Posted on May 17, 2022

This is an update to the post of May 3, 2022, which discussed a May 2, 2022 motion to vacate a dismissal for lack of jurisdiction of a late-filed deficiency case in Hallmark Research Collective, Docket No. 21284-21.  In the motion, Hallmark argued that, after Boechler (a Collection Due Process case), the IRC 6213(a) deadline for filing a deficiency petition also is not jurisdictional and is subject to equitable tolling.  The prior post noted that, a day after the motion was filed, the Chief Judge issued an order directing the IRS to file a response within 30 days (i.e., by June 2).  The update is that on May 10, the Chief Judge assigned the motion to Judge Gustafson for purposes of ruling on the motion.    Motions in cases that had been decided by the Chief Judge are usually assigned to Special Trial Judges for disposition, not currently active Tax Court judges.  So, this unusual assignment shows the Court is taking the motion to vacate very seriously.

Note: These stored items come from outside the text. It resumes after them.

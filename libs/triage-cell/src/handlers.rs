// libs/triage-cell/src/handlers.rs
use std::sync::Arc;

use axum::{
    extract::{Extension, State},
    Json,
};
use serde::Deserialize;
use serde_json::{json, Value};
use tracing::info;

use shared_models::auth::AuthUser;
use shared_models::error::AppError;

use crate::models::MAX_SYMPTOM_TEXT_CHARS;
use crate::services::analyzer::SymptomAnalyzer;

/// Handler state carrying the injected analyzer so tests can substitute a
/// deterministic stub.
#[derive(Clone)]
pub struct TriageState {
    pub analyzer: Arc<dyn SymptomAnalyzer>,
}

#[derive(Debug, Deserialize)]
pub struct SymptomCheckRequest {
    pub symptoms: String,
}

/// One-shot symptom triage. Always answers 200 with a usable assessment,
/// even when the AI dependency is down; only malformed input is rejected.
#[axum::debug_handler]
pub async fn symptom_check(
    State(state): State<TriageState>,
    Extension(user): Extension<AuthUser>,
    Json(request): Json<SymptomCheckRequest>,
) -> Result<Json<Value>, AppError> {
    let symptoms = request.symptoms.trim();

    if symptoms.is_empty() {
        return Err(AppError::ValidationError("Symptoms are required".to_string()));
    }

    if symptoms.chars().count() > MAX_SYMPTOM_TEXT_CHARS {
        return Err(AppError::ValidationError(format!(
            "Symptom description must be at most {} characters",
            MAX_SYMPTOM_TEXT_CHARS
        )));
    }

    info!("Symptom check requested by {}", user.medical_id);

    let result = state.analyzer.analyze_symptoms(symptoms).await;

    Ok(Json(json!({
        "message": result.formatted_message,
        "severity_score": result.severity_score,
        "urgency": result.urgency,
        "recommended_action": result.recommended_action
    })))
}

Simultaneously, it appears that the Tax Court, unannounced, has stopped issuing orders of dismissal for lack of jurisdiction in late-filed deficiency cases until Judge Gustafson (or, more probably, the Tax Court en banc) rules on the Hallmark motion.

Research shows that the Tax Court in February and March 2022, combined, dismissed 103 late deficiency petitions for lack of jurisdiction – an average dismissal rate of between 2 and 3 cases a business day.  Yet, the last order of dismissal of a deficiency petition for late filing was entered on Friday, May 6.

PT will post the IRS response to Hallmark’s motion when that response is filed, though PT expects the IRS will ask for and get a bit more time to file its response, to coordinate its response with the National Office.

One effect of the Tax Court’s suspension of ruling on such motions to dismiss in late-filed deficiency cases is that the Court will thus not, for some time, be creating appealable orders which could be challenged by appeals to the Circuit courts as test cases for the IRC 6213(a) issue.  The time is ticking on any appeals that may be filed concerning orders of dismissal entered between mid-February and May 6.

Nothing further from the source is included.